Una sonrisa ambigua se dibujó en los labios del anciano.
—¡Diantre! ¿No ha intervenido usted en esto, Macdonald?
—Sí, señor. Desde el principio le dije la verdad a Mr. Garlandt. Y le hablé de Jones.
—Así que usted también tiene la audacia de aventurarse. ¿Cuánto tiempo se lo echarán en cara?
Macdonald se encogió de hombros y repuso muy lentamente:
—Le he dicho cuáles son mis puntos de vista, señor. Prefiero que me exoneren a retractarme.
—Garlandt —dijo el anciano con aire meditativo—. ¿Dinero ensangrentado, Macdonald?
—No lo sé. Sería justicia… en cierto modo.
—¡Válgame Dios! Hay personas testarudas en Escocia. ¿Es exacta esa coartada telefónica?
—Dentro de lo que puede serlo una coartada de esa clase. La telefonista reconoció la voz de Garlandt. Habló por la línea privada de Garlandt. El sirviente de Mr. Mantland contestó la llamada y pasó la comunicación a Mr. Mantland que estaba en su gabinete de estudio. Dos líneas fueron conectadas, de esto no hay duda, y la voz de Garlandt es inconfundible.
Sir John Soane tamborileaba sobre el escritorio con los dedos. Por último dijo:
—Volviendo a su petición de que use mi influencia para que tenga más tiempo…, haré lo que pueda. Le doy mi palabra.
—Gracias, señor. Comprendo la ansiedad y tensión que esto significará para usted. No le he hecho una petición así sin pensarla bien.
—Yo tampoco la acepto sin pensarla bien, Macdonald. Algunas de esas personas son amigas mías… Revian y Garlandt son amigos míos. Al ceder a la conciencia de usted dejo que los de mi clase se cocinen en su propia salsa. Es una situación difícil.
—Lo sé —dijo Macdonald inclinándose hacia delante—. Usted conoce a Revian, señor. Y conoce a Garlandt. ¿Por qué no va a visitar a Jones? Se encuentra en un estado lastimoso. No tardará mucho en confesar que cometió el crimen… impulsado por el histerismo. El punto fuerte de la ley inglesa estriba en que considera inocente a un hombre hasta que se pruebe su culpabilidad. Que siga siendo así por mucho tiempo.
Al advertir el cansancio del rostro de Soane, Macdonald se levantó.
—Disculpe, señor. Veo que está fatigado…
—Rendido, Macdonald. Ojalá pudiera prestarme un poco de su vigor físico. Adiós. Que descubra pronto la verdad.
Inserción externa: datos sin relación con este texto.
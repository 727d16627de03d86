//! LLM 客户端抽象
//!
//! 所有后端（OpenAI 兼容 / Gemini / Mock）实现 LlmClient：complete（非流式，返回首条回复文本）。

use async_trait::async_trait;

use crate::memory::Message;

/// 请求超时的错误前缀；Planner 据此映射为可重试的 NetworkTimeout
pub const TIMEOUT_PREFIX: &str = "request timed out";

/// LLM 客户端 trait
#[async_trait]
pub trait LlmClient: Send + Sync {
    /// 非流式完成
    async fn complete(&self, messages: &[Message]) -> Result<String, String>;

    /// 获取累计 token 使用统计：(prompt_tokens, completion_tokens, total_tokens)
    /// 默认返回 (0, 0, 0)，具体实现可覆盖
    fn token_usage(&self) -> (u64, u64, u64) {
        (0, 0, 0)
    }

    /// 单条 user prompt 的便捷调用（Guard 分类等）
    async fn generate_text(&self, prompt: &str) -> Result<String, String> {
        self.complete(&[Message::user(prompt)]).await
    }
}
Cuando sir John Soane emprendió la tarea de cumplir la promesa hecha a Macdonald, terminó la conversación que sostenía en Scotland Yard con un estallido de exasperación:
—Ojalá no me hubiera mandado nunca a ese inspector en jefe, Wragley. Su maldita imparcialidad me ha vencido.
—¿Llama usted a eso imparcialidad? Al hombre se le ha metido alguna locura en la cabeza.
—Oh, no, se lo aseguro. Lo que le pasa es que desde la cuna se ha nutrido de ética. Tienen en Scotland Yard a una conciencia puritana. Siempre han sido un estorbo estos puritanos. Lo peor, en el caso presente, es que tiene razón. Hay que permitirle que se empeñe a fondo; nos vemos obligados a dispersar al viento nuestra política.
—Si Macdonald desea emular la paciencia del Señor, espero que no tarde siglos —dijo con ira Wragley—. Es un excelente empleado, pero esta vez…, ¡válgame Dios!
—Estoy completamente de acuerdo —repuso Soane con vehemencia.